I always try time stretching as the first option to get the whole track to line up with only a simple tempo change which by the way is easier in some programs. The reason is that if you start cutting audio and you are not vigilant with how you place the starts of those individual audio clips then you have ruined a great performance overall with bad editing and placement. I like to solo these things and listen with very serious intent as to how this clip is grooving with the project metronome. And all the way through. You may have to cut that audio clip into 3 more pieces even within a phrase to get it right.
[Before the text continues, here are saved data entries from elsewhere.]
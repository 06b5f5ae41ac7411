use crate::error::LayoutError;
use serde::{Deserialize, Serialize};
use std::fmt;
use std::str::FromStr;

/// Arrangement of the diagram
#[derive(Debug, Clone, Copy, PartialEq, Eq, Hash, Default, Serialize, Deserialize)]
#[serde(rename_all = "lowercase")]
pub enum LayoutMode {
    /// Circular: angle by slot, radius by depth
    #[default]
    Radial,
    /// Left-to-right: x by depth, y by slot
    Linear,
}

impl LayoutMode {
    #[must_use]
    pub fn toggled(self) -> Self {
        match self {
            LayoutMode::Radial => LayoutMode::Linear,
            LayoutMode::Linear => LayoutMode::Radial,
        }
    }

    pub fn as_str(self) -> &'static str {
        match self {
            LayoutMode::Radial => "radial",
            LayoutMode::Linear => "linear",
        }
    }
}

impl fmt::Display for LayoutMode {
    fn fmt(&self, f: &mut fmt::Formatter<'_>) -> fmt::Result {
        f.write_str(self.as_str())
    }
}

impl FromStr for LayoutMode {
    type Err = LayoutError;

    fn from_str(s: &str) -> Result<Self, Self::Err> {
        match s.to_ascii_lowercase().as_str() {
            "radial" | "circular" => Ok(LayoutMode::Radial),
            "linear" => Ok(LayoutMode::Linear),
            other => Err(LayoutError::UnknownMode(other.to_string())),
        }
    }
}

/// Canvas geometry used by both modes
#[derive(Debug, Clone, Copy, PartialEq, Serialize, Deserialize)]
#[serde(default)]
pub struct LayoutParams {
    /// Canvas width
    pub width: f64,
    /// Canvas height
    pub height: f64,
    /// Space kept free around the drawing
    pub margin: f64,
    /// Distance between depth levels (linear)
    pub level_spacing: f64,
    /// Distance between leaf slots (linear)
    pub row_spacing: f64,
}

impl LayoutParams {
    /// Outer radius of the radial layout
    #[inline]
    #[must_use]
    pub fn radius(&self) -> f64 {
        (self.width.min(self.height) / 2.0 - self.margin).max(0.0)
    }

    pub fn validate(&self) -> Result<(), LayoutError> {
        let fields = [
            ("width", self.width),
            ("height", self.height),
            ("level_spacing", self.level_spacing),
            ("row_spacing", self.row_spacing),
        ];
        for (name, value) in fields {
            if !value.is_finite() || value <= 0.0 {
                return Err(LayoutError::InvalidParameter { name, value });
            }
        }
        if !self.margin.is_finite() || self.margin < 0.0 {
            return Err(LayoutError::InvalidParameter {
                name: "margin",
                value: self.margin,
            });
        }
        Ok(())
    }
}

impl Default for LayoutParams {
    fn default() -> Self {
        Self {
            width: 1200.0,
            height: 1200.0,
            margin: 100.0,
            level_spacing: 180.0,
            row_spacing: 24.0,
        }
    }
}
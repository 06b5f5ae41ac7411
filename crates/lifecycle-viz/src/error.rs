//! Error types for the viewer
//!
//! Wraps the lower layers and adds the controller's own failures:
//! - configuration that cannot be read or is out of range
//! - control identifiers and action strings that do not parse
//! - node names that do not exist in the loaded tree or are not on screen

use lifecycle_layout::LayoutError;
use lifecycle_taxonomy::TaxonomyError;
use lifecycle_tree::TreeError;
use std::path::PathBuf;

/// Main viewer error type
#[derive(Debug, thiserror::Error)]
pub enum VizError {
    /// Taxonomy could not be loaded
    #[error("load failed: {0}")]
    Load(#[from] TaxonomyError),

    /// Tree operation failed
    #[error("tree error: {0}")]
    Tree(#[from] TreeError),

    /// Layout could not be computed
    #[error("layout error: {0}")]
    Layout(#[from] LayoutError),

    /// Configuration file unreadable or invalid
    #[error("configuration error{}: {message}", path.as_ref().map(|p| format!(" in {}", p.display())).unwrap_or_default())]
    Config {
        /// File the configuration came from
        path: Option<PathBuf>,
        /// What is wrong
        message: String,
    },

    /// Control identifier not part of the host page contract
    #[error("unknown control: '{0}'")]
    UnknownControl(String),

    /// No node with this name
    #[error("unknown node: '{0}'")]
    UnknownNode(String),

    /// Node exists but a collapsed ancestor hides it
    #[error("node '{0}' is not visible")]
    NodeHidden(String),

    /// Action string does not parse
    #[error("invalid action '{input}': {reason}")]
    InvalidAction {
        /// Raw action text
        input: String,
        /// Why it was rejected
        reason: String,
    },
}

impl VizError {
    /// Create configuration error
    pub fn config(path: Option<PathBuf>, message: impl Into<String>) -> Self {
        Self::Config {
            path,
            message: message.into(),
        }
    }

    /// Create invalid-action error
    pub fn invalid_action(input: impl Into<String>, reason: impl Into<String>) -> Self {
        Self::InvalidAction {
            input: input.into(),
            reason: reason.into(),
        }
    }
}

/// Result alias for viewer operations
pub type VizResult<T> = Result<T, VizError>;

#[cfg(test)]
mod tests {
    use super::*;

    #[test]
    fn config_error_display() {
        let err = VizError::config(Some(PathBuf::from("viz.toml")), "zoom_step must be > 1");
        assert_eq!(err.to_string(), "configuration error in viz.toml: zoom_step must be > 1");
        let err = VizError::config(None, "bad");
        assert_eq!(err.to_string(), "configuration error: bad");
    }

    #[test]
    fn error_conversions() {
        let err: VizError = TaxonomyError::fetch("x", "down").into();
        assert!(matches!(err, VizError::Load(_)));
    }
}
//! Lifecycle Tree
//!
//! Owned Root → Stage → Substage → Tool hierarchy with:
//! - stable [`NodeId`]s assigned at construction
//! - an explicit [`ExpansionState`] per node
//! - `toggle`, `expand_all`, `collapse_all`, `reset` and `expand_substages`
//!
//! # Example
//!
//! ```rust
//! use lifecycle_tree::{TreeBuilder, ExpansionState};
//!
//! let tree = TreeBuilder::new()
//!     .build_json(r#"{"PLAN": [{"substage": "DMP", "tools": ["DMPTool"]}]}"#)
//!     .unwrap();
//! let mut tree = tree;
//! let plan = tree.find_by_name("PLAN").unwrap();
//! assert_eq!(tree.toggle(plan).unwrap(), ExpansionState::Expanded);
//! ```

pub mod builder;
pub mod error;
pub mod state_machine;
pub mod tree;
pub mod types;

pub use builder::{build, TreeBuilder, ROOT_NAME};
pub use error::{StateMachineError, TreeError, TreeResult};
pub use tree::{DiagramTree, Node, NodeData};
pub use types::{ExpansionDepth, ExpansionState, NodeId, NodeKind};

/// Version of this crate
pub const VERSION: &str = env!("CARGO_PKG_VERSION");
use crate::types::{ExpansionState, NodeId};
use lifecycle_taxonomy::TaxonomyError;

/// Errors raised by tree operations
#[derive(Debug, thiserror::Error)]
pub enum TreeError {
    /// No node with this id in the tree
    #[error("node not found: {0}")]
    NodeNotFound(NodeId),

    /// Transition not permitted for this node
    #[error("illegal transition on {node}: {from:?} -> {to:?}")]
    IllegalTransition {
        /// Node the transition was attempted on
        node: NodeId,
        /// Current state
        from: ExpansionState,
        /// Requested state
        to: ExpansionState,
    },

    /// Input could not be turned into a tree
    #[error("taxonomy error: {0}")]
    Taxonomy(#[from] TaxonomyError),
}

/// Errors from the state machine rules alone
#[derive(Debug, Clone, Copy, PartialEq, Eq, thiserror::Error)]
pub enum StateMachineError {
    /// Transition not in the allowed set
    #[error("illegal transition")]
    IllegalTransition,
}

/// Result alias for tree operations
pub type TreeResult<T> = Result<T, TreeError>;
If you time stretch the whole track so that the last 4 bars are in perfect sync everything from there back to the start will be perfect sync and the nuance of the total live performance will not be lost. Less time later on too with editing because you dont have to waste any time moving parts around to sync to the metronome. The whole part is in sync because of the great playing of the musician at the start.
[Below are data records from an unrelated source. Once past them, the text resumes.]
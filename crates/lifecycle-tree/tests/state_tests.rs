use lifecycle_test_utils::{arb_document, sample_document};
use lifecycle_tree::state_machine::{allowed_transitions, validate_transition};
use lifecycle_tree::{DiagramTree, ExpansionDepth, ExpansionState, NodeId};
use proptest::prelude::*;
use std::collections::HashSet;

fn snapshot(tree: &DiagramTree) -> (Vec<ExpansionState>, Vec<NodeId>) {
    (tree.iter().map(|n| n.state()).collect(), tree.visible_nodes())
}

proptest! {
    #[test]
    fn prop_transitions_are_subset_of_allowed(
        has_children in any::<bool>(),
        from in prop_oneof![Just(ExpansionState::Collapsed), Just(ExpansionState::Expanded)],
        to in prop_oneof![Just(ExpansionState::Collapsed), Just(ExpansionState::Expanded)],
    ) {
        let res = validate_transition(has_children, from, to);
        let allowed = allowed_transitions(has_children, from);
        prop_assert_eq!(res.is_ok(), allowed.contains(&to));
    }

    #[test]
    fn prop_double_toggle_is_identity(
        doc in arb_document(),
        pick in any::<prop::sample::Index>(),
        depth in 0..4usize,
    ) {
        let mut tree = lifecycle_tree::TreeBuilder::new()
            .with_depth(ExpansionDepth(depth))
            .build(&doc);
        let target = NodeId(u32::try_from(pick.index(tree.len())).unwrap());
        let before = snapshot(&tree);

        tree.toggle(target).unwrap();
        tree.toggle(target).unwrap();

        prop_assert_eq!(snapshot(&tree), before);
    }

    #[test]
    fn prop_collapse_then_expand_shows_every_node_once(
        doc in arb_document(),
        toggles in proptest::collection::vec(any::<prop::sample::Index>(), 0..10),
    ) {
        let mut tree = lifecycle_tree::build(&doc);
        for t in toggles {
            let id = NodeId(u32::try_from(t.index(tree.len())).unwrap());
            tree.toggle(id).unwrap();
        }

        let root = tree.root();
        tree.collapse_all(root).unwrap();
        tree.expand_all(root).unwrap();

        let visible = tree.visible_nodes();
        let unique: HashSet<_> = visible.iter().copied().collect();
        prop_assert_eq!(visible.len(), tree.len());
        prop_assert_eq!(unique.len(), tree.len());
    }

    #[test]
    fn prop_visible_and_held_partition_children(
        doc in arb_document(),
        toggles in proptest::collection::vec(any::<prop::sample::Index>(), 0..10),
    ) {
        let mut tree = lifecycle_tree::build(&doc);
        let original: Vec<Vec<NodeId>> = tree.iter().map(|n| n.children().to_vec()).collect();
        for t in toggles {
            let id = NodeId(u32::try_from(t.index(tree.len())).unwrap());
            tree.toggle(id).unwrap();
        }
        for (node, children) in tree.iter().zip(original) {
            let mut union = node.visible_children().to_vec();
            union.extend_from_slice(node.held_children());
            prop_assert!(node.visible_children().is_empty() || node.held_children().is_empty());
            prop_assert_eq!(union, children);
        }
    }
}

#[test]
fn collapse_all_keeps_direct_children_visible() {
    let mut tree = lifecycle_tree::build(&sample_document());
    let root = tree.root();
    tree.expand_all(root).unwrap();
    assert_eq!(tree.visible_nodes().len(), tree.len());

    let plan = tree.find_by_name("PLAN").unwrap();
    tree.collapse_all(plan).unwrap();

    assert_eq!(tree.node(plan).unwrap().state(), ExpansionState::Expanded);
    for &child in tree.node(plan).unwrap().children() {
        assert!(tree.is_visible(child));
        assert!(tree.node(child).unwrap().has_hidden_children());
    }
}

#[test]
fn reset_returns_to_stage_view() {
    let mut tree = lifecycle_tree::build(&sample_document());
    let initial = tree.visible_nodes();
    tree.expand_all(tree.root()).unwrap();
    tree.reset(ExpansionDepth::default());
    assert_eq!(tree.visible_nodes(), initial);
}

#[test]
fn expand_substages_leaves_tools_hidden() {
    let mut tree = lifecycle_tree::build(&sample_document());
    tree.expand_substages().unwrap();

    let visible = tree.visible_nodes();
    // root + 7 stages + 15 substages
    assert_eq!(visible.len(), 23);
    assert!(visible
        .iter()
        .all(|&id| tree.node(id).unwrap().kind() != lifecycle_tree::NodeKind::Tool));
}

#[test]
fn toggle_collapsed_stage_restores_children() {
    let mut tree = lifecycle_tree::build(&sample_document());
    let plan = tree.find_by_name("PLAN").unwrap();
    let held = tree.node(plan).unwrap().held_children().to_vec();
    assert_eq!(held.len(), 3);

    assert_eq!(tree.toggle(plan).unwrap(), ExpansionState::Expanded);
    assert_eq!(tree.node(plan).unwrap().visible_children(), held.as_slice());
    assert!(tree.node(plan).unwrap().held_children().is_empty());
}
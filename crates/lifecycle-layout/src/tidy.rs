//! Leaf-slot assignment shared by both modes.
//!
//! Visible leaves get consecutive positions along the breadth axis, spaced by a
//! separation function; each visible internal node sits at the midpoint of its
//! first and last visible child.

use lifecycle_tree::{DiagramTree, Node, NodeId};
use std::collections::HashMap;

pub(crate) struct Slots {
    pub(crate) breadth: HashMap<NodeId, f64>,
    /// Breadth of the last leaf (the first is at 0)
    pub(crate) extent: f64,
    /// Separation between the last and first leaf, for closing a circle
    pub(crate) wrap_gap: f64,
}

struct Walk<'a, F> {
    tree: &'a DiagramTree,
    separation: F,
    breadth: HashMap<NodeId, f64>,
    first_leaf: Option<&'a Node>,
    prev_leaf: Option<&'a Node>,
}

impl<'a, F> Walk<'a, F>
where
    F: Fn(&Node, &Node) -> f64,
{
    fn visit(&mut self, id: NodeId) {
        let tree = self.tree;
        let Some(node) = tree.get(id) else {
            return;
        };
        let kids = node.visible_children();
        let pos = if let (Some(first), Some(last)) = (kids.first(), kids.last()) {
            for &kid in kids {
                self.visit(kid);
            }
            (self.breadth[first] + self.breadth[last]) / 2.0
        } else {
            let pos = match self.prev_leaf {
                Some(prev) => self.breadth[&prev.id()] + (self.separation)(prev, node),
                None => 0.0,
            };
            self.first_leaf.get_or_insert(node);
            self.prev_leaf = Some(node);
            pos
        };
        self.breadth.insert(id, pos);
    }
}

pub(crate) fn assign<F>(tree: &DiagramTree, separation: F) -> Slots
where
    F: Fn(&Node, &Node) -> f64,
{
    let mut walk = Walk {
        tree,
        separation,
        breadth: HashMap::new(),
        first_leaf: None,
        prev_leaf: None,
    };
    walk.visit(tree.root());

    let (extent, wrap_gap) = match (walk.first_leaf, walk.prev_leaf) {
        (Some(first), Some(last)) if first.id() != last.id() => {
            (walk.breadth[&last.id()], (walk.separation)(last, first))
        }
        _ => (0.0, 1.0),
    };

    Slots {
        breadth: walk.breadth,
        extent,
        wrap_gap,
    }
}

/// Siblings 1 apart, cousins 2
pub(crate) fn linear_separation(a: &Node, b: &Node) -> f64 {
    if a.parent() == b.parent() {
        1.0
    } else {
        2.0
    }
}

/// As linear, shrunk with depth so outer rings stay compact
#[allow(clippy::cast_precision_loss)]
pub(crate) fn radial_separation(a: &Node, b: &Node) -> f64 {
    linear_separation(a, b) / a.depth().max(1) as f64
}
use lifecycle_tree::NodeData;

/// Hover text: name, then description, then tool list when present.
///
/// `"Cleaning: Detect errors | Tools: OpenRefine, pandas"`
pub fn tooltip(data: &NodeData) -> String {
    let mut text = data.name.clone();
    if let Some(description) = data.description.as_deref().filter(|d| !d.is_empty()) {
        text.push_str(": ");
        text.push_str(description);
    }
    if !data.tools.is_empty() {
        text.push_str(" | Tools: ");
        text.push_str(&data.tools.join(", "));
    }
    text
}

#[cfg(test)]
mod tests {
    use super::*;
    use lifecycle_tree::NodeKind;

    #[test]
    fn name_only() {
        assert_eq!(tooltip(&NodeData::new("PLAN", NodeKind::Stage)), "PLAN");
    }

    #[test]
    fn description_and_tools() {
        let data = NodeData {
            name: "Cleaning".into(),
            kind: NodeKind::Substage,
            description: Some("Fix errors".into()),
            tools: vec!["OpenRefine".into(), "pandas".into()],
        };
        assert_eq!(tooltip(&data), "Cleaning: Fix errors | Tools: OpenRefine, pandas");
    }
}
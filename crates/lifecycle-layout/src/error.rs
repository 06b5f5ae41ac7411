/// Layout errors
#[derive(Debug, Clone, PartialEq, thiserror::Error)]
pub enum LayoutError {
    /// Canvas parameter out of range
    #[error("invalid layout parameter {name}: {value}")]
    InvalidParameter {
        /// Parameter name
        name: &'static str,
        /// Offending value
        value: f64,
    },

    /// Mode name not recognised
    #[error("unknown layout mode: '{0}'")]
    UnknownMode(String),
}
(Some music should not be edited timing wise) But I also agree with
mixmkr that sometimes you have to resort to cutting things up and moving them around. I think in those situations you just have to be vigilant as to how parts are playing with the click. It is easy to not hear them so well and let them go in the background of a busy mix, not realising why the time of the overall music sounds a little sloppy. You tighten up even one part and also move it slightly ahead too for some lovely pushing the time or groove there. Suddenly the feel of the music tightens up big time.
In that music 'Zaphon' I spent a lot of time listening to individual parts in solo against the click.
Starise gave me multitrack sessions and I had to very much cut and fit things around. Even though we both knew what the tempo was. Also
Starise started this at 120 BPM and I slowed it down to 118 because I felt that music sounded better at 118. I also ended up sliding some tracks back a little early too like 8 mS because of the nature of the attack of some of his synth sounds. The parts sounded better a little early.
I can time stretch each individual audio clip over its duration as well and that is very cool for trimming up the ending of say an arpeggiated line in reference to the very start of it.
Tim did some parts later and gave them to me. They really added some drama too. Some of those things got out of sync and I ended up time stretching over an audio clip a few times.
Tim may have recorded the new parts at 120 and I had to adjust them slightly. But that is different from what the OP was about. Things certainly do work a lot better when there are no tempo changes involved.
In some ways it is also a form of art and expression as to how you allow any part to play against the click and over its duration. Who says it has to remain as played. It can be chopped and manipulated now in a million ways.